Operationalising fairness in medical AI adoption: Detection of early Alzheimer's disease with 2D CNN

Abstract

Objectives To operationalise fairness in the adoption of medical artificial intelligence (AI) algorithms in terms of access to computational resources, the proposed approach is based on a two-dimensional (2D) convolutional neural networks (CNN), which provides a faster, cheaper and accurate-enough detection of early Alzheimer's disease (AD) and mild cognitive impairment (MCI), without the need for use of large training data sets or costly high-performance computing (HPC) infrastructures. Methods The standardised Alzheimer's Disease Neuroimaging Initiative (ADNI) data sets are used for the proposed model, with additional skull stripping, using the Brain Extraction Tool V.2approach.

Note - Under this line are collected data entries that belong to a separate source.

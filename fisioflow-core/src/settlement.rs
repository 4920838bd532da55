//! Settlement: promoting pending partner credits to available balance.
//!
//! The predicate is pluggable ([`MaturationPolicy`]); the ledger transition
//! is fixed. Each matured credit appends one `BALANCE_MATURE` entry and moves
//! the session's `partner_net` from `pending_balance` to `available_balance`
//! in the same transaction.

use chrono::{DateTime, Duration, Utc};
use rusqlite::Connection;
use serde::{Deserialize, Serialize};
use tracing::debug;

use crate::error::{FisioError, Result};
use crate::ledger::{self, LedgerEntry};
use crate::partner::{self, Partner};
use crate::session::{self, Session};
use crate::types::{LedgerKind, PartnerId};

/// When a pending credit may mature.
#[derive(Debug, Clone, Copy, PartialEq, Eq, Default, Serialize, Deserialize)]
pub enum MaturationPolicy {
    /// At the next settlement pass.
    #[default]
    Immediate,
    /// Once this many days have passed since completion.
    AfterDays(u32),
    /// Never automatically; only through an explicit admin action.
    Manual,
}

impl MaturationPolicy {
    /// Whether a credit completed at `completed_at` is due at `now`.
    #[must_use]
    pub fn is_due(&self, completed_at: DateTime<Utc>, now: DateTime<Utc>) -> bool {
        match self {
            Self::Immediate => true,
            Self::AfterDays(days) => now - completed_at >= Duration::days(i64::from(*days)),
            Self::Manual => false,
        }
    }
}

/// Mature one settled session's credit.
///
/// The caller saves `partner` afterwards; `session` is saved here.
///
/// # Errors
/// [`FisioError::IllegalTransition`] if the session is not settled or has
/// already matured.
pub fn mature(conn: &Connection, partner: &mut Partner, session: &mut Session, now: DateTime<Utc>) -> Result<LedgerEntry> {
    let Some(snapshot) = session.snapshot.filter(|_| session.is_settled()) else {
        return Err(FisioError::illegal("session", session.status, "mature"));
    };
    if session.matured_at.is_some() {
        return Err(FisioError::illegal("session", "MATURED", "mature"));
    }

    let entry = ledger::append(
        conn,
        LedgerEntry::new(partner.id, LedgerKind::BalanceMature, snapshot.partner_net, now).for_session(session.id),
    )?;
    partner.pending_balance -= snapshot.partner_net;
    partner.available_balance += snapshot.partner_net;
    partner.updated_at = now;

    session.matured_at = Some(now);
    session.updated_at = now;
    session::save(conn, session)?;

    debug!(partner = %partner.id, session = %session.id, amount = %snapshot.partner_net, "Credit matured");
    Ok(entry)
}

/// Mature every due credit of one partner. Returns how many matured.
///
/// # Errors
/// [`FisioError::PartnerNotFound`], or any failure from [`mature`].
pub fn settle_partner(conn: &Connection, partner_id: PartnerId, policy: MaturationPolicy, now: DateTime<Utc>) -> Result<usize> {
    let mut partner = partner::require(conn, partner_id)?;
    let mut matured = 0;
    for mut s in session::pending_for_partner(conn, partner_id)? {
        let completed_at = s.completed_at.unwrap_or(s.updated_at);
        if policy.is_due(completed_at, now) {
            mature(conn, &mut partner, &mut s, now)?;
            matured += 1;
        }
    }
    if matured > 0 {
        partner::save(conn, &partner)?;
    }
    Ok(matured)
}

#[cfg(test)]
mod tests {
    use super::*;
    use chrono::TimeZone;

    #[test]
    fn policies_decide_due_credits() {
        let done = Utc.with_ymd_and_hms(2026, 5, 1, 12, 0, 0).single().expect("valid");
        let now = done + Duration::days(3);

        assert!(MaturationPolicy::Immediate.is_due(done, done));
        assert!(MaturationPolicy::AfterDays(3).is_due(done, now));
        assert!(!MaturationPolicy::AfterDays(3).is_due(done, now - Duration::seconds(1)));
        assert!(MaturationPolicy::AfterDays(0).is_due(done, done));
        assert!(!MaturationPolicy::Manual.is_due(done, now + Duration::days(365)));
    }
}
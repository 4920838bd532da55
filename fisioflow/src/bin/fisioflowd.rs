//! FisioFlow daemon: loads `fisioflow.toml`, starts the host and the
//! settlement scheduler, and runs until Ctrl-C.
//!
//! Usage: `fisioflowd [CONFIG]` (default `fisioflow.toml`; a missing file
//! means all defaults).

use std::path::PathBuf;

use anyhow::Context;
use fisioflow::{FisioConfig, FisioFlow, telemetry};
use tracing::{info, warn};

#[tokio::main]
async fn main() -> anyhow::Result<()> {
    let path = std::env::args_os()
        .nth(1)
        .map_or_else(|| PathBuf::from("fisioflow.toml"), PathBuf::from);

    let config = if path.exists() {
        FisioConfig::from_file(&path).with_context(|| format!("loading {}", path.display()))?
    } else {
        FisioConfig::default()
    };
    telemetry::init(&config.general).context("initialising telemetry")?;
    if !path.exists() {
        warn!(path = %path.display(), "Config file not found; using defaults");
    }

    let host = FisioFlow::new(config).context("starting FisioFlow")?;
    for (provider, available) in host.llm().probe_providers().await {
        info!(%provider, available, "Provider health");
    }
    if host.start_scheduler().await {
        info!(
            interval_secs = host.config().core.settlement.schedule_interval_secs,
            "Settlement scheduler running"
        );
    }

    tokio::signal::ctrl_c().await.context("waiting for Ctrl-C")?;
    info!("Shutdown requested");
    host.shutdown().await.context("shutting down")?;
    Ok(())
}
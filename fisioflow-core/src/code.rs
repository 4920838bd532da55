//! Opaque voucher code generation.
//!
//! Codes are drawn from the OS CSPRNG and checked against every code ever
//! issued (the UNIQUE index on `vouchers.code` is the backstop). The number
//! of draws is bounded; when the configured length is crowded the generator
//! widens once by two characters before giving up with `CodeExhausted`.

use rand::rngs::OsRng;
use rand::Rng;
use rusqlite::{params, Connection};
use tracing::{debug, warn};

use crate::config::VoucherConfig;
use crate::error::{FisioError, Result};

/// Characters added to the code length when widening.
const WIDEN_BY: usize = 2;

/// Draw one code of `len` characters from `alphabet`.
#[must_use]
pub fn generate_code<R: Rng + ?Sized>(rng: &mut R, alphabet: &[u8], len: usize) -> String {
    (0..len)
        .map(|_| char::from(alphabet[rng.gen_range(0..alphabet.len())]))
        .collect()
}

/// Draw codes until `is_taken` reports a free one.
///
/// # Errors
/// Returns [`FisioError::CodeExhausted`] when every attempt collided, or
/// whatever `is_taken` returns.
pub fn allocate_with<R, F>(config: &VoucherConfig, rng: &mut R, mut is_taken: F) -> Result<String>
where
    R: Rng + ?Sized,
    F: FnMut(&str) -> Result<bool>,
{
    let alphabet = config.code_alphabet.as_bytes();
    if alphabet.is_empty() || config.code_length == 0 {
        return Err(FisioError::Config("voucher code alphabet and length must be non-empty".into()));
    }

    let mut lengths = vec![config.code_length];
    if config.widen_on_exhaustion {
        lengths.push(config.code_length + WIDEN_BY);
    }

    let mut attempts = 0u32;
    for len in lengths {
        for _ in 0..config.max_code_attempts {
            attempts += 1;
            let code = generate_code(rng, alphabet, len);
            if !is_taken(&code)? {
                debug!(attempts, len, "Voucher code allocated");
                return Ok(code);
            }
        }
        warn!(len, attempts, "Voucher code space crowded at this length");
    }

    Err(FisioError::CodeExhausted { attempts })
}

/// Allocate a code not present in `vouchers`, using the OS CSPRNG.
///
/// # Errors
/// See [`allocate_with`].
pub fn allocate(conn: &Connection, config: &VoucherConfig) -> Result<String> {
    let mut stmt = conn.prepare_cached("SELECT EXISTS(SELECT 1 FROM vouchers WHERE code = ?1)")?;
    allocate_with(config, &mut OsRng, |code| {
        Ok(stmt.query_row(params![code], |row| row.get::<_, bool>(0))?)
    })
}

#[cfg(test)]
mod tests {
    use super::*;
    use rand::SeedableRng;
    use rand::rngs::StdRng;
    use std::collections::HashSet;

    #[test]
    fn default_codes_are_eight_alphanumerics() {
        let config = VoucherConfig::default();
        let code = allocate_with(&config, &mut OsRng, |_| Ok(false)).expect("code");
        assert_eq!(code.len(), 8);
        assert!(code.chars().all(|c| c.is_ascii_uppercase() || c.is_ascii_digit()));
    }

    #[test]
    fn collisions_are_retried() {
        let config = VoucherConfig::default();
        let mut calls = 0;
        let code = allocate_with(&config, &mut StdRng::seed_from_u64(7), |_| {
            calls += 1;
            Ok(calls < 4)
        })
        .expect("code");
        assert_eq!(calls, 4);
        assert_eq!(code.len(), 8);
    }

    #[test]
    fn crowded_space_widens_before_exhausting() {
        let config = VoucherConfig {
            code_length: 1,
            code_alphabet: "A".into(),
            max_code_attempts: 3,
            ..VoucherConfig::default()
        };
        let mut taken: HashSet<String> = HashSet::from(["A".to_string()]);
        let code = allocate_with(&config, &mut StdRng::seed_from_u64(1), |c| Ok(taken.contains(c)))
            .expect("widened");
        assert_eq!(code, "AAA");

        taken.insert(code);
        let err = allocate_with(&config, &mut StdRng::seed_from_u64(1), |c| Ok(taken.contains(c)))
            .expect_err("exhausted");
        assert!(matches!(err, FisioError::CodeExhausted { attempts: 6 }));
    }

    #[test]
    fn without_widening_exhausts_at_configured_attempts() {
        let config = VoucherConfig {
            max_code_attempts: 5,
            widen_on_exhaustion: false,
            ..VoucherConfig::default()
        };
        let err = allocate_with(&config, &mut OsRng, |_| Ok(true)).expect_err("exhausted");
        assert!(matches!(err, FisioError::CodeExhausted { attempts: 5 }));
        assert_eq!(err.kind().as_str(), "CODE_EXHAUSTED");
    }
}
#[cfg(test)]
mod tests {
    use super::*;
    use chrono::{Duration, TimeZone};
    use rust_decimal_macros::dec;

    fn start() -> DateTime<Utc> {
        Utc.with_ymd_and_hms(2026, 2, 1, 8, 0, 0).single().expect("valid")
    }

    fn voucher(total: u32) -> Voucher {
        let now = start();
        Voucher {
            id: VoucherId::new(),
            code: "ABCD1234".into(),
            partner_id: PartnerId::new(),
            patient_id: PatientId::new(),
            voucher_type: VoucherType::Package,
            status: VoucherStatus::Active,
            price: dec!(300.00),
            discount: dec!(0.00),
            final_price: dec!(300.00),
            unit_price: Some(dec!(100.00)),
            sessions_total: total,
            sessions_used: 0,
            valid_from: now,
            valid_until: now + Duration::days(30),
            payment_status: PaymentStatus::Pending,
            payment_id: None,
            payment_method: None,
            payment_failure: None,
            paid_at: None,
            first_used_at: None,
            last_used_at: None,
            cancelled_at: None,
            refunded_at: None,
            created_at: now,
            updated_at: now,
        }
    }

    #[test]
    fn unpaid_voucher_is_not_redeemable() {
        let v = voucher(3);
        let err = v.check_redeemable(v.patient_id, start()).expect_err("unpaid");
        assert!(matches!(err, FisioError::VoucherNotPaid(_)));
    }

    #[test]
    fn confirm_is_idempotent_on_payment_id() {
        let mut v = voucher(3);
        assert!(v.confirm_payment("pay_1", "pix", start()).expect("first"));
        assert!(!v.confirm_payment("pay_1", "pix", start()).expect("again"));
        let err = v.confirm_payment("pay_2", "pix", start()).expect_err("other id");
        assert!(matches!(err, FisioError::AlreadyPaid { .. }));
    }

    #[test]
    fn failed_payment_can_be_retried() {
        let mut v = voucher(1);
        v.mark_processing(start()).expect("processing");
        v.fail_payment("card declined", start()).expect("fail");
        v.mark_processing(start()).expect("retry");
        assert!(v.confirm_payment("pay_9", "card", start()).expect("paid"));
        assert_eq!(v.payment_failure, None);
    }

    #[test]
    fn validity_window_is_inclusive() {
        let mut v = voucher(3);
        v.confirm_payment("pay_1", "pix", start()).expect("paid");
        assert!(v.check_redeemable(v.patient_id, v.valid_until).is_ok());
        let late = v.valid_until + Duration::nanoseconds(1);
        assert!(matches!(v.check_redeemable(v.patient_id, late), Err(FisioError::VoucherExpired(_))));
        let early = v.valid_from - Duration::nanoseconds(1);
        assert!(matches!(v.check_redeemable(v.patient_id, early), Err(FisioError::VoucherNotYetValid(_))));
    }

    #[test]
    fn last_session_marks_used_and_revert_reopens() {
        let mut v = voucher(1);
        v.confirm_payment("pay_1", "pix", start()).expect("paid");
        v.apply_redemption(start()).expect("redeem");
        assert_eq!(v.status, VoucherStatus::Used);
        assert_eq!(v.sessions_used + v.sessions_remaining(), v.sessions_total);
        assert!(matches!(v.check_redeemable(v.patient_id, start()), Err(FisioError::VoucherExhausted(_))));

        v.revert_redemption(start()).expect("revert");
        assert_eq!(v.status, VoucherStatus::Active);
        assert_eq!(v.sessions_used, 0);
    }

    #[test]
    fn revert_after_window_expires() {
        let mut v = voucher(1);
        v.confirm_payment("pay_1", "pix", start()).expect("paid");
        v.apply_redemption(start()).expect("redeem");
        v.revert_redemption(v.valid_until + Duration::days(1)).expect("revert");
        assert_eq!(v.status, VoucherStatus::Expired);
    }

    #[test]
    fn other_patient_is_rejected() {
        let mut v = voucher(2);
        v.confirm_payment("pay_1", "pix", start()).expect("paid");
        let err = v.check_redeemable(PatientId::new(), start()).expect_err("mismatch");
        assert!(matches!(err, FisioError::PatientMismatch(_)));
    }

    #[test]
    fn cancel_only_before_payment() {
        let mut v = voucher(2);
        v.confirm_payment("pay_1", "pix", start()).expect("paid");
        assert!(matches!(v.cancel_payment(start()), Err(FisioError::IllegalTransition { .. })));

        let mut w = voucher(2);
        w.cancel_payment(start()).expect("cancel");
        assert_eq!(w.status, VoucherStatus::Cancelled);
        assert!(matches!(w.refund(start()), Err(FisioError::IllegalTransition { .. })));
    }
}
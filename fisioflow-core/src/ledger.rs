//! Append-only ledger of money movements.
//!
//! Amounts are positive for every kind except [`LedgerKind::Reversal`],
//! which stores the negated amount of the entry it reverses. Balances are a
//! fold over the entries (see [`LedgerAudit`]); the aggregates cached on the
//! partner row must always agree with that fold.

use chrono::{DateTime, Utc};
use fisioflow_store::codec::{decimal_to_sql, get_decimal, get_opt_parsed, get_parsed, get_ts, ts_to_sql};
use rusqlite::{params, Connection, Row};
use rust_decimal::Decimal;
use serde::{Deserialize, Serialize};

use crate::commission::CommissionSnapshot;
use crate::error::{FisioError, Result};
use crate::partner::Partner;
use crate::types::{LedgerKind, Money, PartnerId, SessionId, WithdrawalId};

/// One immutable movement.
#[derive(Debug, Clone, PartialEq, Eq, Serialize, Deserialize)]
pub struct LedgerEntry {
    /// Monotonic row id; zero until appended.
    pub id: i64,
    /// Partner whose balances the entry affects.
    pub partner_id: PartnerId,
    /// Session settled, if any.
    pub session_id: Option<SessionId>,
    /// Withdrawal paid out, if any.
    pub withdrawal_id: Option<WithdrawalId>,
    /// Movement kind.
    pub kind: LedgerKind,
    /// Signed amount (negative only for reversals).
    pub amount: Money,
    /// Entry this one reverses.
    pub reversal_of: Option<i64>,
    /// Kind of the reversed entry.
    pub reversed_kind: Option<LedgerKind>,
    /// Append instant.
    pub created_at: DateTime<Utc>,
}

impl LedgerEntry {
    /// An unsaved entry.
    #[must_use]
    pub fn new(partner_id: PartnerId, kind: LedgerKind, amount: Money, created_at: DateTime<Utc>) -> Self {
        Self {
            id: 0,
            partner_id,
            session_id: None,
            withdrawal_id: None,
            kind,
            amount,
            reversal_of: None,
            reversed_kind: None,
            created_at,
        }
    }

    /// Attach to a session.
    #[must_use]
    pub fn for_session(mut self, session: SessionId) -> Self {
        self.session_id = Some(session);
        self
    }

    /// Attach to a withdrawal.
    #[must_use]
    pub fn for_withdrawal(mut self, withdrawal: WithdrawalId) -> Self {
        self.withdrawal_id = Some(withdrawal);
        self
    }

    /// The kind this entry counts as: its own, or the reversed one.
    #[must_use]
    pub fn effective_kind(&self) -> LedgerKind {
        self.reversed_kind.unwrap_or(self.kind)
    }
}

// ---------------------------------------------------------------------------
// Writes
// ---------------------------------------------------------------------------

/// Append one entry and return it with its id.
///
/// # Errors
/// Propagates SQLite failures.
pub fn append(conn: &Connection, entry: LedgerEntry) -> Result<LedgerEntry> {
    conn.execute(
        "INSERT INTO ledger_entries (partner_id, session_id, withdrawal_id, kind, amount,
            reversal_of, reversed_kind, created_at)
         VALUES (?1, ?2, ?3, ?4, ?5, ?6, ?7, ?8)",
        params![
            entry.partner_id.to_string(),
            entry.session_id.map(|s| s.to_string()),
            entry.withdrawal_id.map(|w| w.to_string()),
            entry.kind.as_str(),
            decimal_to_sql(&entry.amount),
            entry.reversal_of,
            entry.reversed_kind.map(LedgerKind::as_str),
            ts_to_sql(&entry.created_at),
        ],
    )?;
    Ok(LedgerEntry {
        id: conn.last_insert_rowid(),
        ..entry
    })
}

/// Append the five entries of one settlement: REVENUE, the three fees and
/// PARTNER_CREDIT. Zero fees are still recorded so every settlement has the
/// same shape.
///
/// # Errors
/// Propagates SQLite failures.
pub fn append_settlement(
    conn: &Connection,
    partner: PartnerId,
    session: SessionId,
    gross: Money,
    snapshot: &CommissionSnapshot,
    now: DateTime<Utc>,
) -> Result<Vec<LedgerEntry>> {
    [
        (LedgerKind::Revenue, gross),
        (LedgerKind::FeePlatform, snapshot.platform_fee),
        (LedgerKind::FeeGateway, snapshot.gateway_fee),
        (LedgerKind::FeeTax, snapshot.tax_fee),
        (LedgerKind::PartnerCredit, snapshot.partner_net),
    ]
    .into_iter()
    .map(|(kind, amount)| append(conn, LedgerEntry::new(partner, kind, amount, now).for_session(session)))
    .collect()
}

/// Append the negation of `original`.
///
/// # Errors
/// [`FisioError::InvariantViolation`] when reversing a reversal; the unique
/// index on `reversal_of` rejects a second reversal of the same entry.
pub fn reverse(conn: &Connection, original: &LedgerEntry, now: DateTime<Utc>) -> Result<LedgerEntry> {
    if original.kind == LedgerKind::Reversal {
        return Err(FisioError::InvariantViolation(format!(
            "ledger entry {} is itself a reversal",
            original.id
        )));
    }
    append(
        conn,
        LedgerEntry {
            id: 0,
            partner_id: original.partner_id,
            session_id: original.session_id,
            withdrawal_id: original.withdrawal_id,
            kind: LedgerKind::Reversal,
            amount: -original.amount,
            reversal_of: Some(original.id),
            reversed_kind: Some(original.kind),
            created_at: now,
        },
    )
}

// ---------------------------------------------------------------------------
// Reads
// ---------------------------------------------------------------------------

const COLUMNS: &str =
    "id, partner_id, session_id, withdrawal_id, kind, amount, reversal_of, reversed_kind, created_at";

fn from_row(row: &Row<'_>) -> rusqlite::Result<LedgerEntry> {
    Ok(LedgerEntry {
        id: row.get(0)?,
        partner_id: get_parsed(row, 1)?,
        session_id: get_opt_parsed(row, 2)?,
        withdrawal_id: get_opt_parsed(row, 3)?,
        kind: get_parsed(row, 4)?,
        amount: get_decimal(row, 5)?,
        reversal_of: row.get(6)?,
        reversed_kind: get_opt_parsed(row, 7)?,
        created_at: get_ts(row, 8)?,
    })
}

/// Every entry of a partner in append order.
///
/// # Errors
/// Propagates SQLite failures.
pub fn for_partner(conn: &Connection, partner: PartnerId) -> Result<Vec<LedgerEntry>> {
    let mut stmt = conn.prepare_cached(&format!(
        "SELECT {COLUMNS} FROM ledger_entries WHERE partner_id = ?1 ORDER BY created_at, id"
    ))?;
    let rows = stmt
        .query_map(params![partner.to_string()], from_row)?
        .collect::<rusqlite::Result<Vec<_>>>()?;
    Ok(rows)
}

/// Every entry of a session in append order.
///
/// # Errors
/// Propagates SQLite failures.
pub fn for_session(conn: &Connection, session: SessionId) -> Result<Vec<LedgerEntry>> {
    let mut stmt = conn.prepare_cached(&format!(
        "SELECT {COLUMNS} FROM ledger_entries WHERE session_id = ?1 ORDER BY id"
    ))?;
    let rows = stmt
        .query_map(params![session.to_string()], from_row)?
        .collect::<rusqlite::Result<Vec<_>>>()?;
    Ok(rows)
}

/// Entries of a session that are neither reversals nor already reversed.
///
/// # Errors
/// Propagates SQLite failures.
pub fn reversible_for_session(conn: &Connection, session: SessionId) -> Result<Vec<LedgerEntry>> {
    let entries = for_session(conn, session)?;
    let reversed: Vec<i64> = entries.iter().filter_map(|e| e.reversal_of).collect();
    Ok(entries
        .into_iter()
        .filter(|e| e.kind != LedgerKind::Reversal && !reversed.contains(&e.id))
        .collect())
}

// ---------------------------------------------------------------------------
// Audit
// ---------------------------------------------------------------------------

/// Partner balances recomputed from the ledger.
#[derive(Debug, Clone, PartialEq, Eq, Serialize, Deserialize)]
pub struct LedgerAudit {
    /// Audited partner.
    pub partner_id: PartnerId,
    /// Entries folded.
    pub entries: usize,
    /// Σ REVENUE net of reversals.
    pub total_revenue: Money,
    /// Σ fees net of reversals.
    pub total_commission: Money,
    /// Σ credit − Σ matured, net of reversals.
    pub pending_balance: Money,
    /// Σ matured − Σ withdrawn − reserved, net of reversals.
    pub available_balance: Money,
    /// Σ WITHDRAWAL_DEBIT.
    pub total_withdrawn: Money,
    /// Amount held by dispatched, unfinished withdrawals.
    pub reserved: Money,
}

impl LedgerAudit {
    /// Compare against the aggregates cached on `partner`.
    ///
    /// # Errors
    /// [`FisioError::InvariantViolation`] naming every field that disagrees.
    pub fn verify(&self, partner: &Partner) -> Result<()> {
        let checks = [
            ("total_revenue", self.total_revenue, partner.total_revenue),
            ("total_commission", self.total_commission, partner.total_commission),
            ("pending_balance", self.pending_balance, partner.pending_balance),
            ("available_balance", self.available_balance, partner.available_balance),
            ("total_withdrawn", self.total_withdrawn, partner.total_withdrawn),
        ];
        let mismatches: Vec<String> = checks
            .iter()
            .filter(|(_, ledger, cached)| ledger != cached)
            .map(|(name, ledger, cached)| format!("{name}: ledger {ledger} vs partner {cached}"))
            .collect();
        if mismatches.is_empty() {
            Ok(())
        } else {
            Err(FisioError::InvariantViolation(format!(
                "partner {} disagrees with its ledger ({})",
                partner.id,
                mismatches.join("; ")
            )))
        }
    }
}

/// Fold the ledger of `partner` into balances.
///
/// # Errors
/// Propagates SQLite failures.
pub fn audit(conn: &Connection, partner: PartnerId) -> Result<LedgerAudit> {
    let entries = for_partner(conn, partner)?;

    let mut revenue = Decimal::ZERO;
    let mut commission = Decimal::ZERO;
    let mut credited = Decimal::ZERO;
    let mut matured = Decimal::ZERO;
    let mut withdrawn = Decimal::ZERO;
    for entry in &entries {
        match entry.effective_kind() {
            LedgerKind::Revenue => revenue += entry.amount,
            LedgerKind::FeePlatform | LedgerKind::FeeGateway | LedgerKind::FeeTax => {
                commission += entry.amount;
            }
            LedgerKind::PartnerCredit => credited += entry.amount,
            LedgerKind::BalanceMature => matured += entry.amount,
            LedgerKind::WithdrawalDebit => withdrawn += entry.amount,
            LedgerKind::Reversal => {}
        }
    }

    let mut stmt = conn.prepare_cached(
        "SELECT amount FROM withdrawals WHERE partner_id = ?1 AND reserved = 1",
    )?;
    let reserved = stmt
        .query_map(params![partner.to_string()], |row| get_decimal(row, 0))?
        .collect::<rusqlite::Result<Vec<_>>>()?
        .into_iter()
        .sum::<Decimal>();

    Ok(LedgerAudit {
        partner_id: partner,
        entries: entries.len(),
        total_revenue: revenue,
        total_commission: commission,
        pending_balance: credited - matured,
        available_balance: matured - withdrawn - reserved,
        total_withdrawn: withdrawn,
        reserved,
    })
}

#[cfg(test)]
mod tests {
    use super::*;
    use crate::partner::{self, CommissionSplit};
    use chrono::TimeZone;
    use fisioflow_store::{Database, PersistenceConfig};
    use rust_decimal_macros::dec;

    fn setup() -> (Database, Partner, DateTime<Utc>) {
        let db = Database::open_in_memory(&PersistenceConfig::default()).expect("open");
        db.migrate(crate::schema::COMPONENT, crate::schema::MIGRATIONS).expect("migrate");
        let now = Utc.with_ymd_and_hms(2026, 4, 1, 10, 0, 0).single().expect("valid");
        let p = Partner::new("Ana", CommissionSplit::new(dec!(10), dec!(3), dec!(2), dec!(85)), now);
        db.write(|tx| partner::insert(tx, &p)).expect("partner");
        (db, p, now)
    }

    #[test]
    fn settlement_and_reversal_fold_to_zero() {
        let (db, p, now) = setup();
        let snapshot = CommissionSnapshot::compute(dec!(100.00), p.split);
        let patient = crate::types::PatientId::new();
        let session = crate::session::Session::scheduled(
            None,
            p.id,
            patient,
            dec!(100.00),
            &crate::session::SessionMetadata::default(),
            now,
        );

        db.write(|tx| {
            tx.execute(
                "INSERT INTO patients (id, name, created_at) VALUES (?1, 'Bia', ?2)",
                params![patient.to_string(), ts_to_sql(&now)],
            )?;
            crate::session::insert(tx, &session)?;
            let written = append_settlement(tx, p.id, session.id, dec!(100.00), &snapshot, now)?;
            assert_eq!(written.len(), 5);
            Ok::<_, FisioError>(())
        })
        .expect("settle");

        let settled = db.read(|conn| audit(conn, p.id)).expect("audit");
        assert_eq!(settled.pending_balance, dec!(85.00));
        assert_eq!(settled.total_commission, dec!(15.00));
        assert_eq!(settled.total_revenue, dec!(100.00));

        db.write(|tx| {
            for entry in reversible_for_session(tx, session.id)? {
                reverse(tx, &entry, now)?;
            }
            Ok::<_, FisioError>(())
        })
        .expect("reverse");

        let reversed = db.read(|conn| audit(conn, p.id)).expect("audit");
        assert_eq!(reversed.entries, 10);
        assert!(reversed.pending_balance.is_zero());
        assert!(reversed.total_revenue.is_zero());
        assert!(reversed.total_commission.is_zero());
        let left = db.read(|conn| reversible_for_session(conn, session.id)).expect("left");
        assert!(left.is_empty());
    }

    #[test]
    fn reversing_a_reversal_is_refused() {
        let (db, p, now) = setup();
        let result = db.write(|tx| {
            let debit = append(tx, LedgerEntry::new(p.id, LedgerKind::Revenue, dec!(5.00), now))?;
            let rev = reverse(tx, &debit, now)?;
            reverse(tx, &rev, now)
        });
        assert!(matches!(result, Err(FisioError::InvariantViolation(_))));
    }

    #[test]
    fn verify_flags_drift() {
        let (db, mut p, now) = setup();
        db.write(|tx| append(tx, LedgerEntry::new(p.id, LedgerKind::PartnerCredit, dec!(85.00), now)))
            .expect("append");
        let folded = db.read(|conn| audit(conn, p.id)).expect("audit");
        assert!(folded.verify(&p).is_err());
        p.pending_balance = dec!(85.00);
        assert!(folded.verify(&p).is_ok());
    }
}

The 2D CNN architecture is based on LeNet-5, the Leaky Rectified Linear Unit activation function and a Sigmoid function were used, and batch normalisation was added after every convolutional layer to stabilise the learning process. The model was optimised by manually tuning all its hyperparameters. Results The model was evaluated in terms of accuracy, recall, precision and f1-score. The results demonstrate that the model predicted MCI with an accuracy of 0.735, passing the random guessing baseline of 0.521 and predicted AD with an accuracy of 0.837, passing the random guessing baseline of 0.536. Discussion The proposed approach can assist clinicians in the early diagnosis of AD and MCI, with high-enough accuracy, based on relatively smaller data sets, and without the need of HPC infrastructures. Such an approach can alleviate disparities and operationalise fairness in the adoption of medical algorithms. Conclusion Medical AI algorithms should not be focused solely on accuracy but should also be evaluated with respect to how they might impact disparities and operationalise fairness in their adoption.